◆ Exercise requirements
For the listing below, return the line containing "empty or malformed.", the line containing "as fatal errors.", and all lines in between, exactly as written and nothing else.

◆ Given information
//! Catalog loading and the read-only browse commands.
//!
//! Every command starts from the demo catalog and, when a source is
//! configured, replaces it with the imported one. An import failure is
//! logged, announced with a banner on stderr, and the demo catalog stays.

use storefront_core::{
    demo_catalog, format_price, validate_products, AppConfig, CatalogController, CatalogEvent,
    FacetOptions, Product, ViewMode, ViewQuery,
};
use storefront_sheet::{ImportOptions, ImportSource, SheetError, WorkbookFetcher};

use crate::render::render_view;

pub(crate) const FALLBACK_BANNER: &str =
    "Failed to load catalog from spreadsheet; using demo data.";

pub(crate) fn import_options(config: &AppConfig) -> ImportOptions {
    ImportOptions {
        default_brand: config.default_brand.clone(),
    }
}

/// Builds the controller for a command run, importing from `source` when set.
///
/// # Errors
///
/// Returns an error only if the HTTP client cannot be constructed; import
/// failures fall back to the demo catalog.
pub(crate) async fn load_controller(
    config: &AppConfig,
    source: Option<&str>,
    view_mode: ViewMode,
) -> anyhow::Result<CatalogController> {
    let mut controller = CatalogController::new(demo_catalog(), view_mode);
    controller.subscribe(|event: &CatalogEvent| match event {
        CatalogEvent::CatalogReplaced { count } => {
            tracing::info!(count, "catalog replaced from import");
        }
        CatalogEvent::ViewChanged { shown, total } => {
            tracing::debug!(shown, total, "view recomputed");
        }
    });

    let Some(raw) = source else {
        tracing::debug!("no catalog source configured; using demo catalog");
        return Ok(controller);
    };

    let source = ImportSource::parse(raw);
    let fetcher = WorkbookFetcher::new(config.fetch_timeout_secs, &config.user_agent)
        .map_err(|e| anyhow::anyhow!("failed to build workbook fetcher: {e}"))?;

    let imported = source.load(&fetcher, &import_options(config)).await;
    apply_import(&mut controller, &source, imported);
    Ok(controller)
}

/// Installs an import result, returning the facet options rebuilt from it.
///
/// On failure the current catalog is kept and `None` is returned.
pub(crate) fn apply_import(
    controller: &mut CatalogController,
    source: &ImportSource,
    imported: Result<Vec<Product>, SheetError>,
) -> Option<FacetOptions> {
    match imported {
        Ok(products) => {
            let options = FacetOptions::from_products(&products);
            tracing::info!(
                categories = options.categories.len(),
                colors = options.colors.len(),
                storages = options.storages.len(),
                "facet options rebuilt from import"
            );
            controller.replace_catalog(products);
            Some(options)
        }
        Err(e) => {
            tracing::error!(source = %source, error = %e, "catalog import failed");
            eprintln!("{FALLBACK_BANNER}");
            None
        }
    }
}

/// Print the counter line and the view for `query`.
pub(crate) async fn run_list(
    config: &AppConfig,
    source: Option<&str>,
    query: &ViewQuery,
    view_mode: ViewMode,
) -> anyhow::Result<()> {
    let mut controller = load_controller(config, source, view_mode).await?;
    controller.set_query(query.clone());

    println!("{}", controller.counter_line());
    print!("{}", render_view(controller.view(), controller.view_mode())?);
    Ok(())
}

/// Print one product's detail, looked up in the full catalog.
///
/// # Errors
///
/// Returns an error if no product has `id`.
pub(crate) async fn run_show(
    config: &AppConfig,
    source: Option<&str>,
    id: u32,
) -> anyhow::Result<()> {
    let controller = load_controller(config, source, config.view_mode).await?;
    let product = controller
        .find(id)
        .ok_or_else(|| anyhow::anyhow!("product {id} not found"))?;

    println!("{}", product.model);
    println!("  brand:    {}", product.brand);
    println!("  category: {}", product.category);
    println!("  color:    {}", product.color);
    println!("  storage:  {}", product.storage);
    println!("  price:    {}", format_price(product.price));
    Ok(())
}

pub(crate) async fn run_facets(config: &AppConfig, source: Option<&str>) -> anyhow::Result<()> {
    let controller = load_controller(config, source, config.view_mode).await?;
    let options = FacetOptions::from_products(controller.catalog());

    println!("categories: {}", options.categories.join(", "));
    println!("colors:     {}", options.colors.join(", "));
    let storages: Vec<String> = options.storages.iter().map(ToString::to_string).collect();
    println!("storage:    {}", storages.join(", "));
    Ok(())
}

/// Print the validation report.
///
/// # Errors
///
/// Returns an error when the catalog has any issue, so the process exits
/// non-zero.
pub(crate) async fn run_validate(config: &AppConfig, source: Option<&str>) -> anyhow::Result<()> {
    let controller = load_controller(config, source, config.view_mode).await?;
    let report = validate_products(controller.catalog());

    if report.is_valid() {
        println!("catalog is valid: {} products", controller.catalog().len());
        return Ok(());
    }

    for issue in &report.issues {
        println!("{issue}");
    }
    anyhow::bail!(
        "catalog has {} validation issue(s) across {} products",
        report.issues.len(),
        controller.catalog().len()
    )
}
//! Error types for GreenLight core.

use serde_json::{json, Map, Value};
use thiserror::Error;

/// Result type for GreenLight operations.
pub type Result<T> = std::result::Result<T, Error>;

/// Structured context attached to an error for operator logs.
pub type Details = Map<String, Value>;

/// Errors that can occur while checking a pull request.
///
/// Every variant carries a stable machine-readable [`code`](Error::code) and a
/// details bag for structured logging.
#[derive(Debug, Error)]
pub enum Error {
    /// A required input is missing or malformed.
    #[error("{message}")]
    Configuration {
        /// Description of the configuration problem.
        message: String,
        /// Structured context (e.g. the offending input).
        details: Details,
    },

    /// A request to the GitHub API failed.
    #[error("{message}")]
    GitHubApi {
        /// Description of the failed request.
        message: String,
        /// HTTP status code, when the server answered.
        status: Option<u16>,
        /// Structured context (owner, repo, pull number, ...).
        details: Details,
    },

    /// Diff text is empty or malformed.
    #[error("{message}")]
    Parse {
        /// Description of the parse failure.
        message: String,
        /// Length of the content that failed to parse.
        content_length: usize,
        /// Structured context.
        details: Details,
    },

    /// Feature detection failed for a file or signature.
    ///
    /// The detector downgrades these to empty results; the variant exists so
    /// the failure can be logged with the same structure as fatal errors.
    #[error("{message}")]
    FeatureDetection {
        /// Description of the detection failure.
        message: String,
        /// Feature the failure relates to, if any.
        feature_id: Option<String>,
        /// Structured context.
        details: Details,
    },

    /// Compatibility checking failed.
    #[error("{message}")]
    Compatibility {
        /// Description of the failure.
        message: String,
        /// Structured context.
        details: Details,
    },

    /// A cache operation failed.
    #[error("{message}")]
    Cache {
        /// Description of the failure.
        message: String,
        /// Structured context.
        details: Details,
    },
}

impl Error {
    /// Create a configuration error.
    pub fn configuration(message: impl Into<String>) -> Self {
        Self::Configuration {
            message: message.into(),
            details: Details::new(),
        }
    }

    /// Create a GitHub API error with an optional HTTP status.
    pub fn github_api(message: impl Into<String>, status: Option<u16>) -> Self {
        let mut details = Details::new();
        details.insert("statusCode".to_string(), json!(status));
        Self::GitHubApi {
            message: message.into(),
            status,
            details,
        }
    }

    /// Create a parse error for content of the given length.
    pub fn parse(message: impl Into<String>, content_length: usize) -> Self {
        let mut details = Details::new();
        details.insert("contentLength".to_string(), json!(content_length));
        Self::Parse {
            message: message.into(),
            content_length,
            details,
        }
    }

    /// Create a feature detection error.
    pub fn feature_detection(message: impl Into<String>, feature_id: Option<&str>) -> Self {
        let mut details = Details::new();
        details.insert("featureId".to_string(), json!(feature_id));
        Self::FeatureDetection {
            message: message.into(),
            feature_id: feature_id.map(str::to_string),
            details,
        }
    }

    /// Create a compatibility error.
    pub fn compatibility(message: impl Into<String>) -> Self {
        Self::Compatibility {
            message: message.into(),
            details: Details::new(),
        }
    }

    /// Create a cache error.
    pub fn cache(message: impl Into<String>) -> Self {
        Self::Cache {
            message: message.into(),
            details: Details::new(),
        }
    }

    /// Attach a piece of structured context.
    pub fn with_detail(mut self, key: impl Into<String>, value: impl Into<Value>) -> Self {
        self.details_mut().insert(key.into(), value.into());
        self
    }

    /// Stable machine-readable code for this error kind.
    pub fn code(&self) -> &'static str {
        match self {
            Error::Configuration { .. } => "CONFIGURATION_ERROR",
            Error::GitHubApi { .. } => "GITHUB_API_ERROR",
            Error::Parse { .. } => "PARSE_ERROR",
            Error::FeatureDetection { .. } => "FEATURE_DETECTION_ERROR",
            Error::Compatibility { .. } => "COMPATIBILITY_ERROR",
            Error::Cache { .. } => "CACHE_ERROR",
        }
    }

    /// Structured context attached to this error.
    pub fn details(&self) -> &Details {
        match self {
            Error::Configuration { details, .. }
            | Error::GitHubApi { details, .. }
            | Error::Parse { details, .. }
            | Error::FeatureDetection { details, .. }
            | Error::Compatibility { details, .. }
            | Error::Cache { details, .. } => details,
        }
    }

    fn details_mut(&mut self) -> &mut Details {
        match self {
            Error::Configuration { details, .. }
            | Error::GitHubApi { details, .. }
            | Error::Parse { details, .. }
            | Error::FeatureDetection { details, .. }
            | Error::Compatibility { details, .. }
            | Error::Cache { details, .. } => details,
        }
    }

    /// HTTP status code for GitHub API errors.
    pub fn status(&self) -> Option<u16> {
        match self {
            Error::GitHubApi { status, .. } => *status,
            _ => None,
        }
    }

    /// Human-readable message for the person who triggered the check.
    pub fn user_message(&self) -> String {
        match self {
            Error::GitHubApi { status: Some(404), .. } => {
                "Could not find the pull request. Please check that the action is triggered by a pull request event.".to_string()
            }
            Error::GitHubApi { status: Some(403), .. } => {
                "GitHub API rate limit exceeded or insufficient permissions. Please check your github-token.".to_string()
            }
            Error::GitHubApi { status: Some(401), .. } => {
                "GitHub authentication failed. Please check your github-token.".to_string()
            }
            Error::GitHubApi { message, .. } => format!("GitHub API error: {message}"),
            Error::Configuration { message, .. } => format!("Configuration error: {message}"),
            Error::Parse { message, .. } => format!("Failed to parse code: {message}"),
            Error::FeatureDetection { message, .. } => {
                format!("Feature detection failed: {message}")
            }
            Error::Compatibility { message, .. } => {
                format!("Compatibility check failed: {message}")
            }
            Error::Cache { message, .. } => message.clone(),
        }
    }

    /// One-line hint printed next to the user message.
    pub fn hint(&self) -> &'static str {
        match self {
            Error::Configuration { .. } => "Please check your workflow configuration",
            Error::GitHubApi { .. } => "Check your token permissions and rate limits",
            Error::Parse { .. } => "Failed to parse PR diff",
            Error::FeatureDetection { .. } => "Failed to detect features",
            Error::Compatibility { .. } => "Failed to evaluate feature compatibility",
            Error::Cache { .. } => "Internal cache failure",
        }
    }

    /// Structured record for operator logs.
    pub fn log_record(&self) -> Value {
        json!({
            "code": self.code(),
            "message": self.to_string(),
            "details": self.details(),
        })
    }
}

#[cfg(test)]
mod tests {
    use super::*;

    #[test]
    fn test_codes_are_stable() {
        assert_eq!(Error::configuration("x").code(), "CONFIGURATION_ERROR");
        assert_eq!(Error::github_api("x", None).code(), "GITHUB_API_ERROR");
        assert_eq!(Error::parse("x", 0).code(), "PARSE_ERROR");
        assert_eq!(
            Error::feature_detection("x", None).code(),
            "FEATURE_DETECTION_ERROR"
        );
        assert_eq!(Error::compatibility("x").code(), "COMPATIBILITY_ERROR");
        assert_eq!(Error::cache("x").code(), "CACHE_ERROR");
    }

    #[test]
    fn test_user_message_by_status() {
        assert!(Error::github_api("gone", Some(404))
            .user_message()
            .starts_with("Could not find the pull request"));
        assert!(Error::github_api("denied", Some(403))
            .user_message()
            .contains("rate limit"));
        assert!(Error::github_api("bad token", Some(401))
            .user_message()
            .contains("authentication failed"));
        assert_eq!(
            Error::github_api("boom", Some(500)).user_message(),
            "GitHub API error: boom"
        );
    }

    #[test]
    fn test_parse_error_records_content_length() {
        let err = Error::parse("Diff content is empty", 0);
        assert_eq!(err.details()["contentLength"], json!(0));
        assert!(matches!(err, Error::Parse { content_length: 0, .. }));
    }

    #[test]
    fn test_with_detail_and_log_record() {
        let err = Error::github_api("Failed to fetch PR #7 diff", Some(502))
            .with_detail("owner", "acme")
            .with_detail("pullNumber", 7);
        let record = err.log_record();
        assert_eq!(record["code"], "GITHUB_API_ERROR");
        assert_eq!(record["details"]["owner"], "acme");
        assert_eq!(record["details"]["pullNumber"], 7);
        assert_eq!(record["details"]["statusCode"], 502);
        assert_eq!(err.status(), Some(502));
    }
}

◆ Solution below
    /// Diff text is empty or malformed.
    #[error("{message}")]
    Parse {
        /// Description of the parse failure.
        message: String,
        /// Length of the content that failed to parse.
        content_length: usize,
        /// Structured context.
        details: Details,
    },

    /// Feature detection failed for a file or signature.
    ///
    /// The detector downgrades these to empty results; the variant exists so
    /// the failure can be logged with the same structure as fatal errors.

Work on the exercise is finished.